Work item =>
Go through the listing below, count the lines that contain "relay", and state the number alone.

Supplied material =>
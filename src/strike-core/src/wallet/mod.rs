//! Bitcoin wallet extensions reached through the browser-extension relay.
pub mod address;
pub mod network;
pub mod provider;
pub mod provider_key;
pub mod register;
pub mod relay;

pub use address::{address_type, AddressType};
pub use network::{NetworkItem, NetworkType};
pub use provider::{BitcoinWallet, SignMessageType, WalletBalance};
pub use provider_key::{WalletFamily, WalletProviderKey};
pub use register::{register_extension, RegisteredWallet};
pub use relay::{HttpRelayTransport, RelayMethod, RelayRequest, RelayTransport};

Exercise result =>
3